A Organização dos Estados Americanos (OEA) confirmou o envio de uma Missão de Observação Eleitoral ao Brasil para acompanhar as eleições gerais de 2026.
O grupo estará presente no primeiro turno, marcado para 4 de outubro, e também deverá atuar em um eventual segundo turno, previsto para 25 de outubro. A iniciativa amplia o acompanhamento internacional sobre o processo eleitoral brasileiro e integra a cooperação entre o país e organismos multilaterais.
Acordo para missão da OEA foi firmado em Washington
O acordo que estabelece as condições para a atuação dos observadores foi assinado na sede da OEA, em Washington. Participaram da formalização o secretário-geral da organização, Albert R. Ramdin, e o representante permanente do Brasil junto à entidade, embaixador Benoni Belli.

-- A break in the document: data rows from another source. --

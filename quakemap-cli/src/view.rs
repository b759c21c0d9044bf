//! Terminal presentation adapter.
//!
//! Renders markers as a table on stdout, the view extent as a bounding box,
//! and errors on stderr. A spinner covers the loading state.

use std::time::Duration;

use console::style;
use indicatif::{ProgressBar, ProgressStyle};
use quakemap::filter::region_counts;
use quakemap::pipeline::MarkerSelectedCallback;
use quakemap::{EventDetails, EventRecord, GeoBounds, PresentationAdapter};

/// Output format of the view.
#[derive(Debug, Clone, Copy, PartialEq, Eq, Default)]
pub enum OutputMode {
    #[default]
    Table,
    /// Records and details as JSON on stdout; status text suppressed.
    Json,
}

/// Terminal rendition of the map.
pub struct TerminalView {
    mode: OutputMode,
    markers: Vec<EventRecord>,
    extent: Option<GeoBounds>,
    spinner: Option<ProgressBar>,
    on_select: Option<MarkerSelectedCallback>,
}

impl TerminalView {
    pub fn new(mode: OutputMode) -> Self {
        Self {
            mode,
            markers: Vec::new(),
            extent: None,
            spinner: None,
            on_select: None,
        }
    }

    pub fn markers(&self) -> &[EventRecord] {
        &self.markers
    }

    /// Selects the marker at `index` (1-based, as printed).
    ///
    /// Returns false if there is no such marker.
    pub fn select(&mut self, index: usize) -> bool {
        let Some(record) = index.checked_sub(1).and_then(|i| self.markers.get(i)) else {
            return false;
        };
        if let Some(callback) = self.on_select.as_mut() {
            callback(record);
        }
        true
    }

    fn is_table(&self) -> bool {
        self.mode == OutputMode::Table
    }
}

impl PresentationAdapter for TerminalView {
    fn render_markers(&mut self, records: &[EventRecord]) {
        let first = self.markers.len() + 1;
        self.markers.extend_from_slice(records);
        if !self.is_table() {
            return;
        }

        println!(
            "{}",
            style(format!(
                "{:>4}  {:>5}  {:>9}  {:>10}  {:<17}  {}",
                "#", "Mag", "Radius", "Depth", "Region", "Place"
            ))
            .bold()
        );
        for (offset, record) in records.iter().enumerate() {
            println!("{}", marker_line(first + offset, record));
        }
    }

    fn clear_markers(&mut self) {
        self.markers.clear();
        self.extent = None;
    }

    fn fit_view_to_records(&mut self, records: &[EventRecord]) {
        self.extent = GeoBounds::from_records(records);
        if !self.is_table() {
            return;
        }

        if let Some(bounds) = self.extent {
            let (lat, lon) = bounds.center();
            println!();
            println!(
                "View: lat {:.2}..{:.2}, lon {:.2}..{:.2} (center {:.2}, {:.2})",
                bounds.south, bounds.north, bounds.west, bounds.east, lat, lon
            );
        }
        let summary: Vec<String> = region_counts(records)
            .into_iter()
            .map(|(region, count)| format!("{} {}", region, count))
            .collect();
        if !summary.is_empty() {
            println!("By region: {}", summary.join(", "));
        }
    }

    fn on_marker_selected(&mut self, callback: MarkerSelectedCallback) {
        self.on_select = Some(callback);
    }

    fn show_error(&mut self, message: &str) {
        eprintln!("{} {}", style("Error:").red().bold(), message);
    }

    fn show_no_results(&mut self) {
        if self.is_table() {
            println!("{}", style("No earthquakes match the current filters.").yellow());
        } else {
            println!("[]");
        }
    }

    fn show_loading(&mut self) {
        if !console::Term::stderr().is_term() {
            return;
        }
        let spinner = ProgressBar::new_spinner();
        if let Ok(spinner_style) = ProgressStyle::with_template("{spinner:.cyan} {msg}") {
            spinner.set_style(spinner_style);
        }
        spinner.set_message("Loading earthquake data...");
        spinner.enable_steady_tick(Duration::from_millis(100));
        self.spinner = Some(spinner);
    }

    fn hide_loading(&mut self) {
        if let Some(spinner) = self.spinner.take() {
            spinner.finish_and_clear();
        }
    }
}

/// One table row for a marker.
pub fn marker_line(index: usize, record: &EventRecord) -> String {
    let details = record.details();
    let magnitude = match record.magnitude() {
        m if m >= 6.0 => style(details.magnitude).red().bold(),
        m if m >= 4.5 => style(details.magnitude).yellow(),
        _ => style(details.magnitude),
    };
    format!(
        "{:>4}  {:>5}  {:>9}  {:>10}  {:<17}  {}",
        index, magnitude, details.radius, details.depth, details.region, details.place
    )
}

/// Prints the details panel of a selected event.
pub fn print_details(details: &EventDetails) {
    println!();
    println!("{}", style(&details.place).bold().underlined());
    for (label, value) in details.rows().into_iter().skip(1) {
        println!("  {:<10} {}", format!("{}:", label), value);
    }
}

O documento define garantias, privilégios e condições necessárias para que a missão possa acompanhar as diferentes etapas das eleições brasileiras.
José Miguel Insulza comandará observadores internacionais
A missão será liderada por José Miguel Insulza, ex-secretário-geral da OEA, ex-ministro das Relações Exteriores e ex-senador do Chile. A escolha coloca à frente da equipe um nome com experiência diplomática e política no continente. Segundo a OEA, o acompanhamento incluirá aspectos relacionados à organização eleitoral, votação, apuração e funcionamento das estruturas responsáveis pelo pleito.
Brasil receberá quinta missão eleitoral da OEA desde 2018
Esta será a quinta Missão de Observação Eleitoral realizada pela OEA no Brasil desde 2018. A organização acompanhou quatro processos eleitorais brasileiros anteriores e, em 2026, voltará a analisar o desenvolvimento do pleito em um dos maiores colégios eleitorais das Américas. A entidade informou que o país possui aproximadamente 160 milhões de eleitores, dimensão que torna a operação eleitoral brasileira relevante também no cenário regional.
Observação das eleições reforça cooperação internacional nas Américas
As missões eleitorais fazem parte das iniciativas da OEA voltadas ao acompanhamento dos processos democráticos no continente. No Brasil, os observadores deverão manter contato com autoridades eleitorais, representantes institucionais e outros setores ligados às eleições. A presença internacional ocorre em um contexto de atenção regional aos processos políticos da América Latina e permite a elaboração posterior de avaliações e recomendações técnicas sobre o funcionamento do sistema eleitoral.
Fonte: Diário 360, com informações da Organização dos Estados Americanos (OEA).